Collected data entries

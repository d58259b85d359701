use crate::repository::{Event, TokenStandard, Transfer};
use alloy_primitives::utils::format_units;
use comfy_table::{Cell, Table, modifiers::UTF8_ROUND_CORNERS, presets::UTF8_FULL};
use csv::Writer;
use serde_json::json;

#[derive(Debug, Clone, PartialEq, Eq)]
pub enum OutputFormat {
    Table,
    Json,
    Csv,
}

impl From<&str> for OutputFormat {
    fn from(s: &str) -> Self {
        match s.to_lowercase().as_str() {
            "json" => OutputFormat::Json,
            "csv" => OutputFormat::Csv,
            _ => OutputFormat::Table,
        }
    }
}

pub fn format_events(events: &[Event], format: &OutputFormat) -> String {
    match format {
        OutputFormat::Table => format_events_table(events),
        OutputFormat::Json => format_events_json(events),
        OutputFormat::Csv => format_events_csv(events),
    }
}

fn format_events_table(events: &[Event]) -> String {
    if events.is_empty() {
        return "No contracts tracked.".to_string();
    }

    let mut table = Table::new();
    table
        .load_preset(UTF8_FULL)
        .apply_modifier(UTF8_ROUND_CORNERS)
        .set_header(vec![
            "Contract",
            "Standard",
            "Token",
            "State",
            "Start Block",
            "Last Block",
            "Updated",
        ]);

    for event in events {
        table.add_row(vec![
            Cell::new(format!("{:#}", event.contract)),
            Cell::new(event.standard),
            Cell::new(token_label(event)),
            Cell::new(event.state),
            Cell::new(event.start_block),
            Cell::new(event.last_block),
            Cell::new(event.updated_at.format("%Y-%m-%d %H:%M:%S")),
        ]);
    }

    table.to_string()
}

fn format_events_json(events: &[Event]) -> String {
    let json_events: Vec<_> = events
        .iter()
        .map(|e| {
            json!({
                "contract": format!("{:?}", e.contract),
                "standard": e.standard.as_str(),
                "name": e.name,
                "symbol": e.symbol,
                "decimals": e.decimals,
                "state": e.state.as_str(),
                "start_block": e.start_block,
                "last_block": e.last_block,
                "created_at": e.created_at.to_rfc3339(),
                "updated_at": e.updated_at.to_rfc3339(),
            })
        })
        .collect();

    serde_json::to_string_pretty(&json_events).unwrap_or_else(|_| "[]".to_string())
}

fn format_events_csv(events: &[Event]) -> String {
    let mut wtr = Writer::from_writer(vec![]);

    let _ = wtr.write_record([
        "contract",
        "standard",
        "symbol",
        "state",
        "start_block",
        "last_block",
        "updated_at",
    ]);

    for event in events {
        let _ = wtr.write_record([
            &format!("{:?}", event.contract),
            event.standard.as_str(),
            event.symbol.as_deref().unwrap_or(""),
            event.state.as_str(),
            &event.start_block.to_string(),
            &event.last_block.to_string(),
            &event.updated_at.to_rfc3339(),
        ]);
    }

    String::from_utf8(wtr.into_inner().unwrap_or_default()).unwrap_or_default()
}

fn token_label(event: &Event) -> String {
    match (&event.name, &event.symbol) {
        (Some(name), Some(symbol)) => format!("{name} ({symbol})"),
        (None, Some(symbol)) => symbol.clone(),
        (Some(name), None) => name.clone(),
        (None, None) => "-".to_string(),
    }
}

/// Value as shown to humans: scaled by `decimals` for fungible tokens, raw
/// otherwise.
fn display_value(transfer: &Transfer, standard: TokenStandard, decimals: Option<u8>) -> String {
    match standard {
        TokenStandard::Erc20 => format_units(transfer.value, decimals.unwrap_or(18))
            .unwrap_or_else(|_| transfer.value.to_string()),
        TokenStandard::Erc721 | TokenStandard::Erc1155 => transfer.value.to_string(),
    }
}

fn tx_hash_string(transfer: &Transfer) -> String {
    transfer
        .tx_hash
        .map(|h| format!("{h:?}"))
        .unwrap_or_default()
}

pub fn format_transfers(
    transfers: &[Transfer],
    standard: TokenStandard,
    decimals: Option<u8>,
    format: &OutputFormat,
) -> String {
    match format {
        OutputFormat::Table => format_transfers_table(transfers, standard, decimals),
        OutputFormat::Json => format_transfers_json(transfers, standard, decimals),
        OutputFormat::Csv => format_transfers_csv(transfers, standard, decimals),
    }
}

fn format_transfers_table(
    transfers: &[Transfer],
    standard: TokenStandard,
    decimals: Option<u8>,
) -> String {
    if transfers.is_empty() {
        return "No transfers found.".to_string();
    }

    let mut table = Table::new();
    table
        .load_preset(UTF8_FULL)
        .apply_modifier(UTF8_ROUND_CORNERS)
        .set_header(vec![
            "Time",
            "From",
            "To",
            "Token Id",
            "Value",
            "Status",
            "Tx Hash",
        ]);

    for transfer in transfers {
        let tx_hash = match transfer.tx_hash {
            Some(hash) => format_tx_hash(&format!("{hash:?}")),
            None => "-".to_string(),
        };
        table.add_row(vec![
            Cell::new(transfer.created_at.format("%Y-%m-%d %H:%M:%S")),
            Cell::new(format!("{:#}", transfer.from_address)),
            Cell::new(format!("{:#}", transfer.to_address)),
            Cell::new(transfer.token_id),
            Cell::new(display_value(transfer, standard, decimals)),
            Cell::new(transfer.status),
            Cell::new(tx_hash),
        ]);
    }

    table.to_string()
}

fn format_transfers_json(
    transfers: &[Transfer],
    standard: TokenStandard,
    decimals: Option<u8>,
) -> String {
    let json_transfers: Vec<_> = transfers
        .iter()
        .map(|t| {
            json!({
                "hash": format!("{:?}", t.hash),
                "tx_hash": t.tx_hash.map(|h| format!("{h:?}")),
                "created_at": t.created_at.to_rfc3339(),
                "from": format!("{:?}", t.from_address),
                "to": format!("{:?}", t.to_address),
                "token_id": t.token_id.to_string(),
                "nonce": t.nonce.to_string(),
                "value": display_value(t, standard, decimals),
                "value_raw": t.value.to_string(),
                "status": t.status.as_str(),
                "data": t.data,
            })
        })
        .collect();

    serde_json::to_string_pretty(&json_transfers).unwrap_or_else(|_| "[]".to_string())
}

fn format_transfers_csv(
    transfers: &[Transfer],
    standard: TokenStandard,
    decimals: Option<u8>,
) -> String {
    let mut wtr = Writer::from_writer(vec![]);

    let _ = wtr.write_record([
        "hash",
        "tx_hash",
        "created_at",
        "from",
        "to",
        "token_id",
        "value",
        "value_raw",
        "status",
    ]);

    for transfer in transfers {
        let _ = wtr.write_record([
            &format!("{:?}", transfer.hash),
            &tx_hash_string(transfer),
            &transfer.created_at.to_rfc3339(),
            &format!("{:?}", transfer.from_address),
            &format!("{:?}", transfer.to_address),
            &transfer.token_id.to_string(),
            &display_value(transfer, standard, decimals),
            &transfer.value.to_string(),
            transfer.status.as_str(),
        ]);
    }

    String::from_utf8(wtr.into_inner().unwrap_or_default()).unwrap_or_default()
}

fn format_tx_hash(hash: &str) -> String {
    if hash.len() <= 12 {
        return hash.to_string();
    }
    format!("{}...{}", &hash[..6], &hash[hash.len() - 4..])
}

WHAT YOU HAVE TO DO -> How many lines of the entries above hold the string "Some"? Reply with the number alone.

OUTPUT FOR THIS TASK -> 4